__What to do__:
Send back exactly the lines from the opening line of the records below through the one with "pub opening_story: &'static".

__Supplied records__:

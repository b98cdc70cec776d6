//! Per-genre narrative content: openings, endings, archetypes.

use serde::Serialize;

/// Labels shown next to the three answer tallies on the ending screen.
#[derive(Debug, Clone, Copy, Serialize)]
pub struct StatsLabels {
    pub correct: &'static str,
    pub close: &'static str,
    pub wrong: &'static str,
}

/// A title awarded at the end of a quest.
#[derive(Debug, Clone, Copy, Serialize)]
pub struct Archetype {
    pub name: &'static str,
    pub tagline: &'static str,
    pub description: &'static str,
}

/// Everything a genre contributes to a session.
#[derive(Debug, Clone, Copy, Serialize)]
pub struct GenreProfile {
    /// Shown above the first challenge.
    pub opening_story: &'static str,
    /// Ordered from least to most steps spent.
    pub endings: &'static [&'static str],
    pub stats_labels: StatsLabels,
    /// Ordered from least to most steps spent.
    pub archetypes: &'static [Archetype],
    pub final_message: &'static str,
    /// Prefixed to the story of feature challenges.
    pub feature_prefix: &'static str,
    /// Prefixed to the story of scale and conceptual challenges.
    pub round_prefix: &'static str,
    /// Prefixed to reused challenges once the shuffled order runs out.
    pub continues_prefix: &'static str,
}

impl GenreProfile {
    /// Ending text at `index`, clamped to the last ending.
    pub fn ending(&self, index: usize) -> &'static str {
        self.endings[index.min(self.endings.len() - 1)]
    }

    /// Archetype at `index`, clamped to the last archetype.
    pub fn archetype(&self, index: usize) -> &'static Archetype {
        &self.archetypes[index.min(self.archetypes.len() - 1)]
    }
}

pub static FANTASY: GenreProfile = GenreProfile {
    opening_story: "You stand at the entrance of the ancient Crystal Caverns, where legends speak of the Heart of Eternity—a gem said to grant wishes beyond mortal comprehension. The cave glows with an ethereal blue light, and you can hear distant whispers of ancient magic. Your quest has only just begun, brave adventurer. But beware: the cavern tests not just your strength, but your wisdom.",
    endings: &[
        "With the Heart of Eternity in hand, you emerge from the cavern as a legend. Songs are sung of your wisdom, and future generations shall speak of the hero who conquered the Crystal Caverns through cleverness rather than mere strength.",
        "Though you did not claim the Heart of Eternity, the ancient mages of the cavern recognized your wit and granted you a fraction of its power. You return to your village as a learned sorcerer, ready to protect your people with newfound magic.",
        "The cavern's final test revealed your true nature. You chose wisdom over greed, and the Crystal Caverns themselves bowed to your virtue. You become the Guardian of the Deep, keeper of ancient secrets.",
    ],
    stats_labels: StatsLabels {
        correct: "Spells Mastered",
        close: "Illusions Seen",
        wrong: "Traps Triggered",
    },
    archetypes: &[
        Archetype {
            name: "The Kilo Archmage",
            tagline: "A thousand truths revealed",
            description: "Your estimation magic is unmatched. You calculated your way through every puzzle the Crystal Caverns threw at you.",
        },
        Archetype {
            name: "The Kilo Trickster",
            tagline: "A thousand paths traversed",
            description: "Quick wits and quicker guesses. You navigated the cavern's tricks with cunning and courage.",
        },
        Archetype {
            name: "The Kilo Apprentice",
            tagline: "A thousand lessons learned",
            description: "Every wrong turn taught you something. Your journey has only just begun, but your potential is limitless.",
        },
    ],
    final_message: "May your estimates always be true, hero.",
    feature_prefix: "Ancient Kilo runes glow before you, revealing secrets of the platform's power...",
    round_prefix: "The Crystal Caverns shimmer with ancient wisdom...",
    continues_prefix: "The caverns wind ever deeper, and an old riddle echoes once more...",
};

pub static SCIFI: GenreProfile = GenreProfile {
    opening_story: "You're the pilot of the Starship Odyssey, drifting near the mysterious Nebula X-7. Your ship's AI has detected an alien artifact emitting impossible energy signatures. The Federation sent you here because you're their best—and your ship's systems need recalibration using estimation skills that could determine whether you can safely approach the anomaly.",
    endings: &[
        "You successfully extracted the alien technology, revolutionizing Federation science. Your name is etched in the Hall of Explorers, and future ships will bear the Odyssey-class designation in your honor.",
        "The artifact's data downloaded to your ship's computer, but you chose not to approach dangerously. The Federation commends your prudent judgment—you've provided invaluable data while keeping your crew safe.",
        "Your careful approach revealed the artifact to be a message from an ancient civilization. You become the first human to make contact with alien wisdom, thanks to your measured exploration.",
    ],
    stats_labels: StatsLabels {
        correct: "Calculations Perfect",
        close: "Readings Verified",
        wrong: "Anomalies Detected",
    },
    archetypes: &[
        Archetype {
            name: "The Kilo Navigator",
            tagline: "A thousand light-years bridged",
            description: "Your precision in the void is legendary. Every measurement, every calculation brought you closer to the stars.",
        },
        Archetype {
            name: "The Kilo Pioneer",
            tagline: "A thousand frontiers crossed",
            description: "Bold decisions and brave estimations. You charted unknown territories with nothing but your wits.",
        },
        Archetype {
            name: "The Kilo Cadet",
            tagline: "A thousand simulations run",
            description: "Your training has paid off. The Academy would be proud of your performance in the field.",
        },
    ],
    final_message: "Engage hyperdrive, Commander. The universe awaits.",
    feature_prefix: "Your ship's Kilo interface illuminates, offering technical wisdom...",
    round_prefix: "The Starship Odyssey's sensors detect an estimation challenge...",
    continues_prefix: "The nebula shifts, and the sensors replay a familiar reading...",
};

pub static MYSTERY: GenreProfile = GenreProfile {
    opening_story: "Detective, you've been called to Blackwood Manor. Lord Blackwood has been found unconscious in his study, and a peculiar antidote was found in his hand. The toxin was fast-acting, and only someone with keen observational skills can piece together what happened. The clock is ticking—the butler said the antidote only lasts 1,000 seconds before it's too late.",
    endings: &[
        "You solved the case before time ran out! Lord Blackwood awakens and, impressed by your deductive skills, makes you the head of the Blackwood Investigations Unit. Justice has been served, detective.",
        "You identified the culprit in time to save Lord Blackwood, though the case had more twists than expected. The newspapers call you 'The Clockwork Detective' for your ability to work under pressure.",
        "The case solved, you reflect that the truth was stranger than fiction. Your reputation as the sharpest detective in the city is now secured, and criminals everywhere sleep less easily.",
    ],
    stats_labels: StatsLabels {
        correct: "Cases Cracked",
        close: "Leads Followed",
        wrong: "Red Herrings",
    },
    archetypes: &[
        Archetype {
            name: "The Kilo Mastermind",
            tagline: "A thousand clues connected",
            description: "No riddle could withstand your scrutiny. Every piece fell into place under your brilliant deduction.",
        },
        Archetype {
            name: "The Kilo Sleuth",
            tagline: "A thousand suspects interviewed",
            description: "Your instincts are razor-sharp. You cut through deception to find the truth beneath.",
        },
        Archetype {
            name: "The Kilo Rookie",
            tagline: "A thousand files reviewed",
            description: "Every investigation starts somewhere. Your first case showed promise that could become legendary.",
        },
    ],
    final_message: "The city sleeps safer tonight, Detective.",
    feature_prefix: "Evidence points to Kilo's capabilities—you must deduce the truth...",
    round_prefix: "Lord Blackwood's study holds the key to this puzzle...",
    continues_prefix: "The investigation continues, and an old clue resurfaces...",
};

pub static APOCALYPTIC: GenreProfile = GenreProfile {
    opening_story: "Year 2, Day 476. You've found shelter in an abandoned research bunker. Your Geiger counter shows radiation levels spiking outside. The bunker's filtration system needs calibration—you have 1,000 seconds before the next wave of radiation hits. You need to estimate dosages, distances, and survival probabilities using only your wits and limited supplies.",
    endings: &[
        "You calibrated the filtration system just in time. The bunker is safe, and you've secured enough supplies to survive the next decade. In this new world, you've proven yourself a true survivor.",
        "Though the filtration system has minor issues, you've learned to adapt. Your reputation as a resourceful survivor spreads across the wasteland, and others seek your guidance.",
        "Your careful calculations revealed that the bunker has a hidden second level with preserved supplies. You didn't just survive—you thrived, thanks to your numerical intuition.",
    ],
    stats_labels: StatsLabels {
        correct: "Survival Calculated",
        close: "Risks Assessed",
        wrong: "Supplies Lost",
    },
    archetypes: &[
        Archetype {
            name: "The Kilo Survivor",
            tagline: "A thousand days endured",
            description: "Every calculation kept you alive. Your analytical mind is the reason you still draw breath in this harsh world.",
        },
        Archetype {
            name: "The Kilo Scavenger",
            tagline: "A thousand miles trekked",
            description: "Resources are scarce, but your estimations ensure nothing goes to waste. You're a legend in the wasteland.",
        },
        Archetype {
            name: "The Kilo Dreamer",
            tagline: "A thousand hopes kept alive",
            description: "Even in darkness, you see possibilities. Your optimism is as valuable as any skill.",
        },
    ],
    final_message: "The wasteland remembers your name.",
    feature_prefix: "A pre-war Kilo terminal still functions, dispensing crucial knowledge...",
    round_prefix: "The bunker's filtration system needs calibration...",
    continues_prefix: "The Geiger counter ticks on as the bunker poses another test...",
};
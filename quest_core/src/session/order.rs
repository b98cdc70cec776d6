//! Challenge order shuffling.

use quest_rules::ORDER_SLOTS;
use rand::seq::SliceRandom;
use rand::Rng;

/// A uniform Fisher-Yates permutation of `1..=ORDER_SLOTS`.
pub fn shuffled_order<R: Rng + ?Sized>(rng: &mut R) -> [usize; ORDER_SLOTS] {
    let mut order = [0; ORDER_SLOTS];
    for (slot, value) in order.iter_mut().zip(1..) {
        *slot = value;
    }
    order.shuffle(rng);
    order
}

#[cfg(test)]
mod tests {
    use super::*;
    use rand::rngs::StdRng;
    use rand::SeedableRng;

    #[test]
    fn test_order_is_permutation() {
        let mut rng = StdRng::seed_from_u64(42);
        for _ in 0..50 {
            let mut order = shuffled_order(&mut rng);
            order.sort_unstable();
            assert_eq!(order, [1, 2, 3, 4, 5]);
        }
    }

    #[test]
    fn test_order_is_seed_deterministic() {
        let a = shuffled_order(&mut StdRng::seed_from_u64(9));
        let b = shuffled_order(&mut StdRng::seed_from_u64(9));
        assert_eq!(a, b);
    }

    #[test]
    fn test_every_value_reaches_every_slot() {
        let mut rng = StdRng::seed_from_u64(1);
        let mut seen = [[false; ORDER_SLOTS]; ORDER_SLOTS];
        for _ in 0..500 {
            for (slot, value) in shuffled_order(&mut rng).iter().enumerate() {
                seen[slot][value - 1] = true;
            }
        }
        assert!(seen.iter().all(|row| row.iter().all(|hit| *hit)));
    }
}
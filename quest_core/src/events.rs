//! Quest events emitted by state machine transitions.

use quest_rules::{Category, Genre, Verdict};
use serde::{Deserialize, Serialize};

use crate::session::SessionId;

/// Something that happened during a quest.
#[derive(Debug, Clone, PartialEq, Eq, Serialize, Deserialize)]
pub enum QuestEvent {
    SessionStarted {
        session: SessionId,
        genre: Genre,
    },
    ChallengeServed {
        session: SessionId,
        round: u32,
        key: String,
        category: Category,
    },
    /// An option was chosen and is waiting to settle.
    AnswerLocked {
        session: SessionId,
        round: u32,
        selected: usize,
    },
    AnswerResolved {
        session: SessionId,
        round: u32,
        verdict: Verdict,
        deducted: u32,
        steps_left: i32,
    },
    QuestEnded {
        session: SessionId,
        rounds: u32,
        steps_spent: u32,
    },
    /// The machine went back to genre selection.
    SessionCleared {
        session: Option<SessionId>,
    },
}

impl QuestEvent {
    /// The session this event belongs to, if any.
    pub fn session(&self) -> Option<SessionId> {
        match self {
            QuestEvent::SessionStarted { session, .. }
            | QuestEvent::ChallengeServed { session, .. }
            | QuestEvent::AnswerLocked { session, .. }
            | QuestEvent::AnswerResolved { session, .. }
            | QuestEvent::QuestEnded { session, .. } => Some(*session),
            QuestEvent::SessionCleared { session } => *session,
        }
    }

    /// Short machine-readable name.
    pub fn kind(&self) -> &'static str {
        match self {
            QuestEvent::SessionStarted { .. } => "session_started",
            QuestEvent::ChallengeServed { .. } => "challenge_served",
            QuestEvent::AnswerLocked { .. } => "answer_locked",
            QuestEvent::AnswerResolved { .. } => "answer_resolved",
            QuestEvent::QuestEnded { .. } => "quest_ended",
            QuestEvent::SessionCleared { .. } => "session_cleared",
        }
    }
}
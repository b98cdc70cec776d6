//! # Quest Core
//!
//! The engine of KiloQuest. This crate consumes the content in `quest_rules`,
//! drives a session through its rounds, and derives the ending a player earns.
//!
//! ## Core Components
//!
//! - **session**: Per-playthrough state (steps, round, tallies, challenge order)
//! - **selection**: Picks the challenge for each round
//! - **machine**: The start → answer → continue → end state machine
//! - **ending**: Ending text, archetype, accuracy, and achievements
//! - **display**: Counting animation frames and step gauges
//! - **share**: Result card text and clipboard fallback
//! - **events**: Events emitted by every transition
//!
//! ## Design Philosophy
//!
//! - **Session-Owned**: Every piece of mutable state lives in the `Session`, so nothing leaks between games
//! - **Deterministic**: Given a seeded RNG and a clock value, a playthrough is fully reproducible
//! - **Presentation-Free**: Front ends render from the values exposed here and never compute outcomes

pub mod display;
pub mod ending;
pub mod events;
pub mod machine;
pub mod selection;
pub mod session;
pub mod share;

pub use display::*;
pub use ending::*;
pub use events::*;
pub use machine::*;
pub use selection::*;
pub use session::*;
pub use share::*;
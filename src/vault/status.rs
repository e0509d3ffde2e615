//! Helpers for checking backend health and lifecycle state

use crate::vault::transport::{BackendRequest, Transport};
use crate::vault::SecretsError;
use serde::{Deserialize, Serialize};
use std::time::Duration;
use tokio::time::{sleep, Instant};
use tracing::{debug, info};

/// Lifecycle of the backend as seen from the client.
#[derive(Debug, Clone, Copy, PartialEq, Eq, Serialize, Deserialize)]
pub enum BackendState {
    Uninitialized,
    /// Initialized but sealed.
    Sealed,
    /// Unsealed but not the active node yet (standby, recovering).
    Unsealed,
    /// Unsealed and serving requests.
    Ready,
}

impl BackendState {
    /// Maps the `sys/health` status code onto a lifecycle state.
    pub fn from_health_code(code: u16) -> Option<Self> {
        match code {
            200 => Some(BackendState::Ready),
            429 | 472 | 473 => Some(BackendState::Unsealed),
            501 => Some(BackendState::Uninitialized),
            503 => Some(BackendState::Sealed),
            _ => None,
        }
    }

    pub fn is_initialized(&self) -> bool {
        *self != BackendState::Uninitialized
    }
}

/// Answer of the `sys/seal-status` endpoint.
#[derive(Debug, Clone, Default, Serialize, Deserialize)]
pub struct SealStatus {
    #[serde(default)]
    pub initialized: bool,
    #[serde(default)]
    pub sealed: bool,
    /// Threshold
    #[serde(default)]
    pub t: u8,
    /// Number of shares
    #[serde(default)]
    pub n: u8,
    #[serde(default)]
    pub progress: u8,
    #[serde(default)]
    pub nonce: String,
}

/// Calls `sys/health` and returns its status code. Any answer, including the
/// 5xx codes used for sealed and uninitialized backends, is a valid health
/// result; only a missing answer is an error.
pub async fn health_code(transport: &dyn Transport) -> Result<u16, SecretsError> {
    let response = transport
        .send(BackendRequest::get("/v1/sys/health"))
        .await?;
    debug!("Health check returned {}", response.status);
    Ok(response.status)
}

/// Calls `sys/seal-status`.
pub async fn seal_status(transport: &dyn Transport) -> Result<SealStatus, SecretsError> {
    let response = transport
        .send(BackendRequest::get("/v1/sys/seal-status"))
        .await?;
    // An uninitialized backend may answer 400 here
    if response.status == 400 {
        return Ok(SealStatus {
            sealed: true,
            ..Default::default()
        });
    }
    let body = crate::vault::common::check_response(response, "/v1/sys/seal-status")?;
    Ok(serde_json::from_value(body)?)
}

/// Polls `sys/health` until the backend reports [`BackendState::Ready`].
pub async fn wait_for_ready(
    transport: &dyn Transport,
    timeout: Duration,
    interval: Duration,
) -> Result<(), SecretsError> {
    let start = Instant::now();
    loop {
        match health_code(transport).await {
            Ok(code) if BackendState::from_health_code(code) == Some(BackendState::Ready) => {
                info!("Secret store is ready");
                return Ok(());
            }
            Ok(code) => debug!("Waiting for secret store (health status {})", code),
            Err(e) => debug!("Waiting for secret store: {}", e),
        }
        if start.elapsed() > timeout {
            return Err(SecretsError::Unreachable(format!(
                "secret store not ready after {:?}",
                timeout
            )));
        }
        sleep(interval).await;
    }
}

#[cfg(test)]
mod tests {
    use super::*;
    use crate::vault::test_utils::InMemoryBackend;
    use crate::vault::ErrorKind;

    #[test]
    fn test_health_code_mapping() {
        assert_eq!(BackendState::from_health_code(200), Some(BackendState::Ready));
        assert_eq!(BackendState::from_health_code(429), Some(BackendState::Unsealed));
        assert_eq!(BackendState::from_health_code(501), Some(BackendState::Uninitialized));
        assert_eq!(BackendState::from_health_code(503), Some(BackendState::Sealed));
        assert_eq!(BackendState::from_health_code(418), None);
    }

    #[tokio::test]
    async fn test_seal_status_of_fresh_backend() {
        let backend = InMemoryBackend::new();
        let status = seal_status(&backend).await.unwrap();
        assert!(!status.initialized);
        assert!(status.sealed);
        assert_eq!(health_code(&backend).await.unwrap(), 501);
    }

    #[tokio::test]
    async fn test_wait_for_ready_times_out_on_sealed_backend() {
        let backend = InMemoryBackend::new();
        let err = wait_for_ready(&backend, Duration::from_millis(30), Duration::from_millis(10))
            .await
            .unwrap_err();
        assert_eq!(err.kind(), ErrorKind::Unreachable);
    }

    #[tokio::test]
    async fn test_wait_for_ready_on_dev_backend() {
        let backend = InMemoryBackend::dev();
        wait_for_ready(&backend, Duration::from_secs(1), Duration::from_millis(10))
            .await
            .unwrap();
    }
}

__Task result__:
repository b98cdc70cec776d6
//! Per-genre narrative content: openings, endings, archetypes.

use serde::Serialize;

/// Labels shown next to the three answer tallies on the ending screen.
#[derive(Debug, Clone, Copy, Serialize)]
pub struct StatsLabels {
    pub correct: &'static str,
    pub close: &'static str,
    pub wrong: &'static str,
}

/// A title awarded at the end of a quest.
#[derive(Debug, Clone, Copy, Serialize)]
pub struct Archetype {
    pub name: &'static str,
    pub tagline: &'static str,
    pub description: &'static str,
}

/// Everything a genre contributes to a session.
#[derive(Debug, Clone, Copy, Serialize)]
pub struct GenreProfile {
    /// Shown above the first challenge.
    pub opening_story: &'static str,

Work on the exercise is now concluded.